Ferguson is now history to the mass media, which has moved on to Joan Rivers’ demise and ISIS. But Ferguson will go down in American history. The police response to protests and subsequent riots following the killing of Michael Brown, an unarmed black youth, and the actions taken by citizens to make a case for injustice and demand justice be served has ramifications for our collective future.

Officer Darren Wilson pursued and fired his sidearm six times at Brown – two shots to his head, while he approached with hands in the air. The Ferguson police department kept details quiet. In response to the initially peaceful protest, Ferguson police responded in military riot gear and armored vehicles. 

It succeeded in escalating the protest to clashes with police and rioting.
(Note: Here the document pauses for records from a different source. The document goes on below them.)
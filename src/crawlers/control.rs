use crate::config::ExtractionSession;
use crate::error::ActivationError;
use crate::loader::RenderSession;
use crate::pagination::next_control::NextControl;
use crate::pagination::{PageProbe, at_explicit_end, locate_next_control};
use crate::parsers::{html, text};
use crate::progress::JobProgressSink;
use crate::results::{ExtractionOutcome, PageResult, StopReason};
use sha2::{Digest, Sha256};
use std::time::Duration;
use tokio::time::sleep;
use url::Url;

/// Consecutive activation failures tolerated before stopping
const MAX_ACTIVATION_FAILURES: u32 = 3;

/// Consecutive unchanged-content iterations that end the traversal
const STABLE_ITERATION_LIMIT: u32 = 2;

/// Characters of extracted text covered by the stall fingerprint
const FINGERPRINT_CHARS: usize = 2000;

/// Pause before retrying after a failed activation
const ACTIVATION_RETRY_DELAY: Duration = Duration::from_secs(2);

/// What to do after reading one snapshot
enum NextStep {
    Stop(StopReason),
    Activate(NextControl),
}

/// Traversal state for control-driven pagination: the page counter, the
/// stall fingerprint and the activation failure streak. All decision logic
/// is pure over markup snapshots; only activation touches the live session.
struct ControlTraversal<'a> {
    session: &'a ExtractionSession,
    sink: &'a dyn JobProgressSink,
    start: &'a Url,
    pages: Vec<PageResult>,
    previous_fingerprint: Option<[u8; 32]>,
    stable_iterations: u32,
    activation_failures: u32,
}

impl<'a> ControlTraversal<'a> {
    fn new(session: &'a ExtractionSession, sink: &'a dyn JobProgressSink, start: &'a Url) -> Self {
        Self {
            session,
            sink,
            start,
            pages: Vec::new(),
            previous_fingerprint: None,
            stable_iterations: 0,
            activation_failures: 0,
        }
    }

    /// Whether extracting another page would exceed the effective cap
    fn cap_reached(&self) -> bool {
        self.pages.len() as u32 >= self.session.page_limit()
    }

    /// Extract the current snapshot, guard against stalled content, and
    /// append the page.
    ///
    /// The fingerprint is checked before appending: when it has matched the
    /// previous iteration's for two consecutive iterations the traversal
    /// stops without appending another duplicate, so at most one duplicate
    /// copy ever lands in the results.
    fn observe(&mut self, snapshot: &str) -> Option<StopReason> {
        let content = html::extract(
            snapshot,
            self.start,
            self.session.selector.as_deref(),
            self.session.include_links,
        );
        if content.is_empty() {
            ::log::warn!("[{}] no content in current snapshot", self.session.job_id);
            return None;
        }

        let fingerprint = fingerprint_of(&content.text);
        if self.previous_fingerprint == Some(fingerprint) {
            self.stable_iterations += 1;
            if self.stable_iterations >= STABLE_ITERATION_LIMIT {
                ::log::info!(
                    "[{}] content unchanged across {} activations, reached end",
                    self.session.job_id,
                    self.stable_iterations
                );
                return Some(StopReason::ContentStable);
            }
        } else {
            self.stable_iterations = 0;
            self.previous_fingerprint = Some(fingerprint);
        }

        let number = self.pages.len() as u32 + 1;
        self.pages.push(PageResult::new(
            self.start.to_string(),
            number,
            content.text,
            content.links,
        ));
        self.sink.set_progress(
            &self.session.job_id,
            number,
            &format!("Extracting page {}...", number),
        );
        None
    }

    /// Decide the next step from the current snapshot: stop at an explicit
    /// last page, stop when no usable control remains, or activate the
    /// located control.
    fn plan(&self, snapshot: &str) -> NextStep {
        let probe = PageProbe::new(snapshot, self.start.clone());
        if at_explicit_end(&probe) {
            return NextStep::Stop(StopReason::ExplicitLastPage);
        }
        match locate_next_control(&probe) {
            Some(control) => NextStep::Activate(control),
            None => NextStep::Stop(StopReason::NoNextControl),
        }
    }
}

/// SHA-256 over a bounded prefix of the extracted text. A lossy proxy for
/// end-of-data on sites whose next control silently no-ops past the last
/// page.
fn fingerprint_of(page_text: &str) -> [u8; 32] {
    Sha256::digest(text::bounded_prefix(page_text, FINGERPRINT_CHARS).as_bytes()).into()
}

/// Stateful traversal loop for control-driven pagination, operating on one
/// persistent rendered session.
///
/// Per iteration: cancellation check, cap check, snapshot + extract with
/// the duplicate guard, explicit-end check, next-control location, then
/// activation with its settle sequence. Three consecutive activation
/// failures are natural termination. The session is assumed to already be
/// on the start page.
pub async fn run(
    session: &ExtractionSession,
    sink: &dyn JobProgressSink,
    render: &mut RenderSession,
    start: &Url,
) -> ExtractionOutcome {
    let mut traversal = ControlTraversal::new(session, sink, start);

    let reason = loop {
        if sink.is_cancelled(&session.job_id) {
            ::log::info!("[{}] extraction cancelled", session.job_id);
            break StopReason::Cancelled;
        }
        if traversal.cap_reached() {
            break session.limit_reason();
        }

        let snapshot = match render.snapshot().await {
            Ok(snapshot) => snapshot,
            Err(e) => {
                // no further pages are reachable once the session is gone
                ::log::error!("[{}] lost the rendered session: {}", session.job_id, e);
                break StopReason::ActivationFailed;
            }
        };

        if let Some(reason) = traversal.observe(&snapshot) {
            break reason;
        }

        match traversal.plan(&snapshot) {
            NextStep::Stop(reason) => break reason,
            NextStep::Activate(control) => match activate(render, &control).await {
                Ok(()) => traversal.activation_failures = 0,
                Err(e) => {
                    traversal.activation_failures += 1;
                    ::log::warn!(
                        "[{}] failed to trigger next control (attempt {} of {}): {}",
                        session.job_id,
                        traversal.activation_failures,
                        MAX_ACTIVATION_FAILURES,
                        e
                    );
                    if traversal.activation_failures >= MAX_ACTIVATION_FAILURES {
                        break StopReason::ActivationFailed;
                    }
                    sleep(ACTIVATION_RETRY_DELAY).await;
                }
            },
        }
    };

    ExtractionOutcome::new(traversal.pages, reason)
}

/// Trigger the control and wait out the page transition
async fn activate(
    render: &mut RenderSession,
    control: &NextControl,
) -> Result<(), ActivationError> {
    render.click_control(control).await?;
    render.settle_after_activation().await?;
    Ok(())
}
The counter-response from police was to disperse everyone –protesters, media and onlookers in addition to rioters using rubber and live ammunition fired from automatic rifles, chemical agents, use of armored vehicles to break up groups by plowing into them and sweeping mass arrests of anyone in the area. The public wasn’t supposed to see this.

Even though public reaction insisted we live in a post-racial society, Ferguson pointed out the country’s need to identify an Other as a threat that demands unfettered and forceful police reaction to protect “us” from “them.” The takeaway is protests deemed threatening to the power structure are to be put down, and our police have become militia, if not small armies. This ought to trouble all of us.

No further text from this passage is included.